Modem libero: tutto rimandato di 30 giorni

AGCOM accoglie le istanze presentate da alcuni operatori di telecomunicazioni e concede ulteriori 30 giorni per l'adeguamento alle nuove disposizioni in materia di "modem libero".

L’entrata in vigore della delibera AGCOM (Autorità per le Garanzie nelle Comunicazioni) approvata a luglio scorso e che di fatto introduceva il concetto di “modem libero” nel nostro Paese ha purtroppo subìto una battuta d’arresto.

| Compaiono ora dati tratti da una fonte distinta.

//! Applications and their staged approval.
//!
//! An application climbs through the pending levels one decision at a time.
//! Which level comes next is up to the server. A decision moves the
//! application between stage-filtered listings, so it refreshes all of them.

use deptportal_api_types::applications::{
    Application, ApplicationQuery, ApproveStageRequest, Decision, SubmitApplicationRequest,
};
use deptportal_api_types::{IdArg, NoArgs};
use serde::Serialize;

use crate::cache::{Tag, TagType};
use crate::endpoint::{MutationEndpoint, QueryEndpoint, RegistryBuilder, TagSpec};
use crate::transport::{ApiError, ApiRequest};

use super::{list_tags, segment};

pub const SUBMIT_APPLICATION: MutationEndpoint<SubmitApplicationRequest, Application> =
    MutationEndpoint::new(
        "submitApplication",
        submit_application,
        TagSpec::Types(&[TagType::Application]),
    );

/// Applications submitted by the signed-in user.
pub const GET_MY_APPLICATIONS: QueryEndpoint<NoArgs, Vec<Application>> = QueryEndpoint::new(
    "getMyApplications",
    my_applications,
    TagSpec::Compute(my_application_tags),
);

/// Applications visible to a reviewer, optionally filtered by stage.
pub const GET_APPLICATIONS: QueryEndpoint<ApplicationQuery, Vec<Application>> =
    QueryEndpoint::new(
        "getApplications",
        applications,
        TagSpec::Compute(application_list_tags),
    );

pub const GET_APPLICATION: QueryEndpoint<IdArg, Application> =
    QueryEndpoint::new("getApplication", application, TagSpec::Compute(application_tags));

pub const APPROVE_APPLICATION_STAGE: MutationEndpoint<ApproveStageRequest, Application> =
    MutationEndpoint::new(
        "approveApplicationStage",
        approve_stage,
        TagSpec::Types(&[TagType::Application]),
    );

#[derive(Serialize)]
struct StageDecision<'a> {
    decision: Decision,
    #[serde(skip_serializing_if = "Option::is_none")]
    remarks: Option<&'a str>,
}

pub(crate) fn declare(registry: &mut RegistryBuilder) {
    registry.declare(SUBMIT_APPLICATION.definition());
    registry.declare(GET_MY_APPLICATIONS.definition());
    registry.declare(GET_APPLICATIONS.definition());
    registry.declare(GET_APPLICATION.definition());
    registry.declare(APPROVE_APPLICATION_STAGE.definition());
}

fn submit_application(args: &SubmitApplicationRequest) -> Result<ApiRequest, ApiError> {
    ApiRequest::post("applications").json(args)
}

fn my_applications(_: &NoArgs) -> Result<ApiRequest, ApiError> {
    Ok(ApiRequest::get("applications/my"))
}

fn my_application_tags(_: &NoArgs, applications: Option<&Vec<Application>>) -> Vec<Tag> {
    list_tags(TagType::Application, applications, |app| app.id.as_str())
}

fn applications(args: &ApplicationQuery) -> Result<ApiRequest, ApiError> {
    ApiRequest::get("applications").query(args)
}

fn application_list_tags(
    _: &ApplicationQuery,
    applications: Option<&Vec<Application>>,
) -> Vec<Tag> {
    list_tags(TagType::Application, applications, |app| app.id.as_str())
}

fn application(args: &IdArg) -> Result<ApiRequest, ApiError> {
    Ok(ApiRequest::get(format!(
        "applications/{}",
        segment(&args.id)?
    )))
}

fn application_tags(args: &IdArg, _: Option<&Application>) -> Vec<Tag> {
    vec![Tag::id(TagType::Application, args.id.clone())]
}

fn approve_stage(args: &ApproveStageRequest) -> Result<ApiRequest, ApiError> {
    ApiRequest::patch(format!("applications/{}/approve", segment(&args.id)?)).json(
        &StageDecision {
            decision: args.decision,
            remarks: args.remarks.as_deref(),
        },
    )
}

#[cfg(test)]
mod tests {
    use deptportal_api_types::applications::ApplicationStatus;
    use reqwest::Method;
    use serde_json::json;

    use super::*;
    use crate::transport::RequestBody;

    fn app(id: &str, status: ApplicationStatus) -> Application {
        Application {
            id: id.to_string(),
            kind: "leave".to_string(),
            subject: "Medical leave".to_string(),
            body: "...".to_string(),
            status,
            applicant_name: None,
            submitted_at: time::OffsetDateTime::UNIX_EPOCH,
        }
    }

    #[test]
    fn stage_filter_is_sent_in_wire_form() {
        let request = GET_APPLICATIONS
            .request(&ApplicationQuery {
                status: Some(ApplicationStatus::PendingL1),
            })
            .expect("request");
        assert_eq!(
            request.query,
            vec![("status".to_string(), "PENDING_L1".to_string())]
        );
    }

    #[test]
    fn approval_refreshes_every_stage_listing() {
        let args = ApproveStageRequest {
            id: "a7".to_string(),
            decision: Decision::Approve,
            remarks: Some("ok".to_string()),
        };
        let request = APPROVE_APPLICATION_STAGE.request(&args).expect("request");
        assert_eq!(request.method, Method::PATCH);
        assert_eq!(request.path, "applications/a7/approve");
        assert_eq!(
            request.body,
            RequestBody::Json(json!({"decision": "APPROVE", "remarks": "ok"}))
        );

        let invalidated = APPROVE_APPLICATION_STAGE
            .invalidated_tags(&args, &app("a7", ApplicationStatus::PendingL2));
        let reaches = |provided: Vec<Tag>| {
            invalidated
                .iter()
                .any(|tag| provided.iter().any(|p| tag.invalidates(p)))
        };
        assert!(reaches(GET_APPLICATION.provided_tags(&IdArg::new("a7"), None)));
        assert!(reaches(GET_APPLICATIONS.provided_tags(
            &ApplicationQuery::default(),
            Some(&vec![app("a7", ApplicationStatus::PendingL1)])
        )));
        // The application moves into this listing, which never held it.
        assert!(reaches(GET_APPLICATIONS.provided_tags(
            &ApplicationQuery {
                status: Some(ApplicationStatus::PendingL2),
            },
            Some(&Vec::new())
        )));
    }
}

A partire dal prossimo mese di novembre gli operatori di telecomunicazioni avrebbero dovuto informare gli utenti sulla possibilità di attivare contratti alternativi che non prevedono la fornitura e il conseguente addebito dei costi per l’utilizzo di un modem o comunque di un’apparecchiatura hardware fornita dal provider stesso.
Gli operatori, tra i vari adempimenti, sarebbero stati obbligati a fornire agli abbonati tutti i parametri per l’utilizzo della loro linea con terminali di terze parti, ad esempio acquistati in proprio.

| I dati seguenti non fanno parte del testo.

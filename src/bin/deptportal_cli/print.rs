#![deny(clippy::all, clippy::pedantic)]

use serde::Serialize;

use crate::context::CliError;

pub fn print_json<T: Serialize + ?Sized>(value: &T) -> Result<(), CliError> {
    let out = serde_json::to_string_pretty(value).map_err(|e| CliError::Output(e.to_string()))?;
    println!("{out}");
    Ok(())
}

Nell’articolo Modem libero: come scegliere e usare il router abbiamo illustrato le principali novità della delibera AGCOM 348/18/CONS.

In un successivo approfondimento abbiamo invece messo in evidenza i dubbi avanzati da 3CX soprattutto in materia di VoIP: Modem libero e VoIP, ci sono ancora zone d’ombra secondo 3CX.

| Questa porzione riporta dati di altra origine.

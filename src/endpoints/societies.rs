//! Student societies and their member rosters.

use deptportal_api_types::{IdArg, NoArgs};
use deptportal_api_types::community::{
    AddSocietyMemberRequest, RemoveSocietyMemberRequest, Society, SocietyMember, SocietyMembersArg,
};
use serde::Serialize;
use serde_json::Value;

use crate::cache::{Tag, TagType};
use crate::endpoint::{MutationEndpoint, QueryEndpoint, RegistryBuilder, TagSpec};
use crate::transport::{ApiError, ApiRequest, FileUpload, MultipartBody};

use super::{list_tags, segment};

pub const GET_SOCIETIES: QueryEndpoint<NoArgs, Vec<Society>> =
    QueryEndpoint::new("getSocieties", societies, TagSpec::Compute(society_list_tags));

pub const CREATE_SOCIETY: MutationEndpoint<CreateSociety, Society> = MutationEndpoint::new(
    "createSociety",
    create_society,
    TagSpec::Types(&[TagType::Society]),
);

pub const DELETE_SOCIETY: MutationEndpoint<IdArg, Value> =
    MutationEndpoint::new("deleteSociety", delete_society, TagSpec::Compute(deleted_society));

/// Members of one society; tagged by society id so membership changes stay
/// local to that roster.
pub const GET_SOCIETY_MEMBERS: QueryEndpoint<SocietyMembersArg, Vec<SocietyMember>> =
    QueryEndpoint::new(
        "getSocietyMembers",
        society_members,
        TagSpec::Compute(roster_tags),
    );

pub const ADD_SOCIETY_MEMBER: MutationEndpoint<AddSocietyMemberRequest, SocietyMember> =
    MutationEndpoint::new(
        "addSocietyMember",
        add_society_member,
        TagSpec::Compute(added_member),
    );

pub const REMOVE_SOCIETY_MEMBER: MutationEndpoint<RemoveSocietyMemberRequest, Value> =
    MutationEndpoint::new(
        "removeSocietyMember",
        remove_society_member,
        TagSpec::Compute(removed_member),
    );

/// Multipart payload for a new society.
#[derive(Debug, Clone)]
pub struct CreateSociety {
    pub name: String,
    pub description: Option<String>,
    pub logo: Option<FileUpload>,
}

#[derive(Serialize)]
#[serde(rename_all = "camelCase")]
struct NewMember<'a> {
    user_id: &'a str,
    position: &'a str,
}

pub(crate) fn declare(registry: &mut RegistryBuilder) {
    registry.declare(GET_SOCIETIES.definition());
    registry.declare(CREATE_SOCIETY.definition());
    registry.declare(DELETE_SOCIETY.definition());
    registry.declare(GET_SOCIETY_MEMBERS.definition());
    registry.declare(ADD_SOCIETY_MEMBER.definition());
    registry.declare(REMOVE_SOCIETY_MEMBER.definition());
}

fn societies(_: &NoArgs) -> Result<ApiRequest, ApiError> {
    Ok(ApiRequest::get("societies"))
}

fn society_list_tags(_: &NoArgs, societies: Option<&Vec<Society>>) -> Vec<Tag> {
    list_tags(TagType::Society, societies, |society| society.id.as_str())
}

fn create_society(args: &CreateSociety) -> Result<ApiRequest, ApiError> {
    let body = MultipartBody::new()
        .text("name", args.name.clone())
        .text_opt("description", args.description.clone())
        .file_opt("logo", args.logo.clone());
    Ok(ApiRequest::post("societies").multipart(body))
}

fn delete_society(args: &IdArg) -> Result<ApiRequest, ApiError> {
    Ok(ApiRequest::delete(format!("societies/{}", segment(&args.id)?)))
}

fn deleted_society(args: &IdArg, _: Option<&Value>) -> Vec<Tag> {
    vec![
        Tag::id(TagType::Society, args.id.clone()),
        Tag::id(TagType::SocietyMembers, args.id.clone()),
    ]
}

fn society_members(args: &SocietyMembersArg) -> Result<ApiRequest, ApiError> {
    Ok(ApiRequest::get(format!(
        "societies/{}/members",
        segment(&args.society_id)?
    )))
}

fn roster_tags(args: &SocietyMembersArg, _: Option<&Vec<SocietyMember>>) -> Vec<Tag> {
    vec![Tag::id(TagType::SocietyMembers, args.society_id.clone())]
}

fn add_society_member(args: &AddSocietyMemberRequest) -> Result<ApiRequest, ApiError> {
    ApiRequest::post(format!(
        "societies/{}/members",
        segment(&args.society_id)?
    ))
    .json(&NewMember {
        user_id: &args.user_id,
        position: &args.position,
    })
}

fn added_member(args: &AddSocietyMemberRequest, _: Option<&SocietyMember>) -> Vec<Tag> {
    vec![Tag::id(TagType::SocietyMembers, args.society_id.clone())]
}

fn remove_society_member(args: &RemoveSocietyMemberRequest) -> Result<ApiRequest, ApiError> {
    Ok(ApiRequest::delete(format!(
        "societies/{}/members/{}",
        segment(&args.society_id)?,
        segment(&args.user_id)?
    )))
}

fn removed_member(args: &RemoveSocietyMemberRequest, _: Option<&Value>) -> Vec<Tag> {
    vec![Tag::id(TagType::SocietyMembers, args.society_id.clone())]
}

#[cfg(test)]
mod tests {
    use reqwest::Method;
    use serde_json::json;

    use super::*;
    use crate::transport::RequestBody;

    fn roster(society: &str) -> Vec<Tag> {
        GET_SOCIETY_MEMBERS.provided_tags(
            &SocietyMembersArg {
                society_id: society.to_string(),
            },
            None,
        )
    }

    #[test]
    fn removing_a_member_touches_only_that_roster() {
        let tags = REMOVE_SOCIETY_MEMBER.invalidated_tags(
            &RemoveSocietyMemberRequest {
                society_id: "42".to_string(),
                user_id: "u1".to_string(),
            },
            &Value::Null,
        );
        let hits = |provided: Vec<Tag>| {
            tags.iter()
                .any(|tag| provided.iter().any(|p| tag.invalidates(p)))
        };
        assert!(hits(roster("42")));
        assert!(!hits(roster("7")));
    }

    #[test]
    fn member_paths_carry_both_ids() {
        let request = REMOVE_SOCIETY_MEMBER
            .request(&RemoveSocietyMemberRequest {
                society_id: "42".to_string(),
                user_id: "u1".to_string(),
            })
            .expect("request");
        assert_eq!(request.method, Method::DELETE);
        assert_eq!(request.path, "societies/42/members/u1");
    }

    #[test]
    fn add_member_sends_camel_case_body() {
        let request = ADD_SOCIETY_MEMBER
            .request(&AddSocietyMemberRequest {
                society_id: "42".to_string(),
                user_id: "u1".to_string(),
                position: "Treasurer".to_string(),
            })
            .expect("request");
        assert_eq!(request.path, "societies/42/members");
        assert_eq!(
            request.body,
            RequestBody::Json(json!({"userId": "u1", "position": "Treasurer"}))
        );
    }

    #[test]
    fn empty_society_id_is_rejected() {
        let err = GET_SOCIETY_MEMBERS
            .request(&SocietyMembersArg {
                society_id: " ".to_string(),
            })
            .expect_err("empty id");
        assert!(err.message().contains("must not be empty"));
    }
}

AGCOM evidenzia che alcuni operatori hanno richiesto una proroga dei termini spiegando che la pubblicazione della delibera 348/18/CONS è coincisa con la sospensione estiva delle attività delle strutture interne ed esterne coinvolte nelle analisi e valutazioni tecniche relative alle misure. Inoltre gli stessi operatori hanno fatto riferimento ai “notevoli impatti” che deriverebbero dall’adeguamento alla delibera non solo sul fronte tecnico ma anche su quello commerciale.

L’Autorità ha perciò deciso di accogliere le istanze avanzate dagli operatori e ha stabilito una proroga di 30 giorni per l’attuazione delle varie disposizioni.
Tutto rimandato quindi fino ai primi giorni del prossimo anno, fatte salve le possibilità di impugnazione di fronte al TAR del Lazio.